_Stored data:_
────────────────────────────────────────
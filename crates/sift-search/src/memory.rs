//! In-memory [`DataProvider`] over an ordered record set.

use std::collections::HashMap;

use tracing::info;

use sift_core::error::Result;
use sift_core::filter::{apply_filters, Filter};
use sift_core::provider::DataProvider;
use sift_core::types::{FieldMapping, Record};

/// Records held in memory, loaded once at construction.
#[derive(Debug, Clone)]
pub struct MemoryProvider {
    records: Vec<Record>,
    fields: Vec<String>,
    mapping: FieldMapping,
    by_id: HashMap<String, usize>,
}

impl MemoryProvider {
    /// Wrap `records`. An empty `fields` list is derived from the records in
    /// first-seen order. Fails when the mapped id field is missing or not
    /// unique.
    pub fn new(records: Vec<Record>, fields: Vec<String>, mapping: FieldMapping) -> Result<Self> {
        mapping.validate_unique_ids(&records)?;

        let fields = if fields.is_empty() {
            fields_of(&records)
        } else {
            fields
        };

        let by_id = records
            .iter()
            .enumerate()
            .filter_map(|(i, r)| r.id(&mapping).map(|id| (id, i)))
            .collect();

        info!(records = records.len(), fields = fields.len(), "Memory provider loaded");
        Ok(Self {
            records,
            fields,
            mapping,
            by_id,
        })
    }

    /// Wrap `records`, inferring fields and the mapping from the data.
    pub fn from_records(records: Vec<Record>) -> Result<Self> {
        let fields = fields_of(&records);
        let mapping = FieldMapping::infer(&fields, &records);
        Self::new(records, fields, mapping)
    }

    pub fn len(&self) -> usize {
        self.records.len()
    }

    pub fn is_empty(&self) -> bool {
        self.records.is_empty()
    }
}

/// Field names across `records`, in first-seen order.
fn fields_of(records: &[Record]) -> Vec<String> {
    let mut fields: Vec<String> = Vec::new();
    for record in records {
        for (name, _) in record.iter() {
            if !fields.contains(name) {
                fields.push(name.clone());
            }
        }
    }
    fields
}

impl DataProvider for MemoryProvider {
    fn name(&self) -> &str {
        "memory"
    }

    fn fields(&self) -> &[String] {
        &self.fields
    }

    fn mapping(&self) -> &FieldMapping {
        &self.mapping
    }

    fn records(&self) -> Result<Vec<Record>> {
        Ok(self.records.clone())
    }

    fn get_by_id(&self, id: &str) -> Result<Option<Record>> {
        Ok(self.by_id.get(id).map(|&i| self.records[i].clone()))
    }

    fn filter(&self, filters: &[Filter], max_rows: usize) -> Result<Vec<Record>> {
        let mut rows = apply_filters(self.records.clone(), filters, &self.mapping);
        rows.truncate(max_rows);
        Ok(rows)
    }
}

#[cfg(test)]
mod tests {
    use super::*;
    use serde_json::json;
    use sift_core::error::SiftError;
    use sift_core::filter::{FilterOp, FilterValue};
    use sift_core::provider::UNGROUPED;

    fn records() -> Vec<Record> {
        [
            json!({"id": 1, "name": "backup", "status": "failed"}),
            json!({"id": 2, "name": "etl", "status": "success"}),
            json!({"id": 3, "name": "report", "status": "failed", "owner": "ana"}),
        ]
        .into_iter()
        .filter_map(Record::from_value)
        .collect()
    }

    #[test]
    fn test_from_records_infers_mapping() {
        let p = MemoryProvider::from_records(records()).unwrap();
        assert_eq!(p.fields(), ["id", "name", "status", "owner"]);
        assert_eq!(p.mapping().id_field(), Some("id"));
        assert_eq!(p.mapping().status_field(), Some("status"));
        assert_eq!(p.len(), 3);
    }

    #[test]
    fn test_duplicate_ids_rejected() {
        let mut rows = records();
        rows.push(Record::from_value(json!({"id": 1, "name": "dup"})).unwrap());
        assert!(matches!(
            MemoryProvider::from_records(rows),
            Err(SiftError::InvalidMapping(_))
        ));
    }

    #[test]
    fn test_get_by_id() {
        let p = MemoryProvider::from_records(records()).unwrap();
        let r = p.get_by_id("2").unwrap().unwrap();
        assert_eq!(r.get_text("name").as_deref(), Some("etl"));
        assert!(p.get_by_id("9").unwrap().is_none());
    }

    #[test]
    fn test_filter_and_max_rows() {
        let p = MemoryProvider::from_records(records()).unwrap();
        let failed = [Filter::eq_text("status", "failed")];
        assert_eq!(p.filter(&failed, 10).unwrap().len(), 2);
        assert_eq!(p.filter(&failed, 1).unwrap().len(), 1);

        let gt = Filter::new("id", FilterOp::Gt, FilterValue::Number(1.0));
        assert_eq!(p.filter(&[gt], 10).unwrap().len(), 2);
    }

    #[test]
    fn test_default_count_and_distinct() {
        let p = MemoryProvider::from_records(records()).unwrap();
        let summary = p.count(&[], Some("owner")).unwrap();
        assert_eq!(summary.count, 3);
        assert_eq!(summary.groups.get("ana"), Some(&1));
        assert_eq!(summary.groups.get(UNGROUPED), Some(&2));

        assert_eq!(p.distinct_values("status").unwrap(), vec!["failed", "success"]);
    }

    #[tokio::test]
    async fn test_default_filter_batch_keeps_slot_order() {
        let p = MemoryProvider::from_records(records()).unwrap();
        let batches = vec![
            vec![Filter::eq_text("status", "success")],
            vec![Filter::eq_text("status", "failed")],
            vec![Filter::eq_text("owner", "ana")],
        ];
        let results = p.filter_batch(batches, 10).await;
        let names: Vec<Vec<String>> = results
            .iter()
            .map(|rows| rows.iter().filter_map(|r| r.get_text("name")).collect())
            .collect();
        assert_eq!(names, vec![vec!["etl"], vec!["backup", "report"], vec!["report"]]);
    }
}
────────────────────────────────────────
Copy all lines from the data that hold the word "FilterValue".

    use sift_core::filter::{FilterOp, FilterValue};
        let gt = Filter::new("id", FilterOp::Gt, FilterValue::Number(1.0));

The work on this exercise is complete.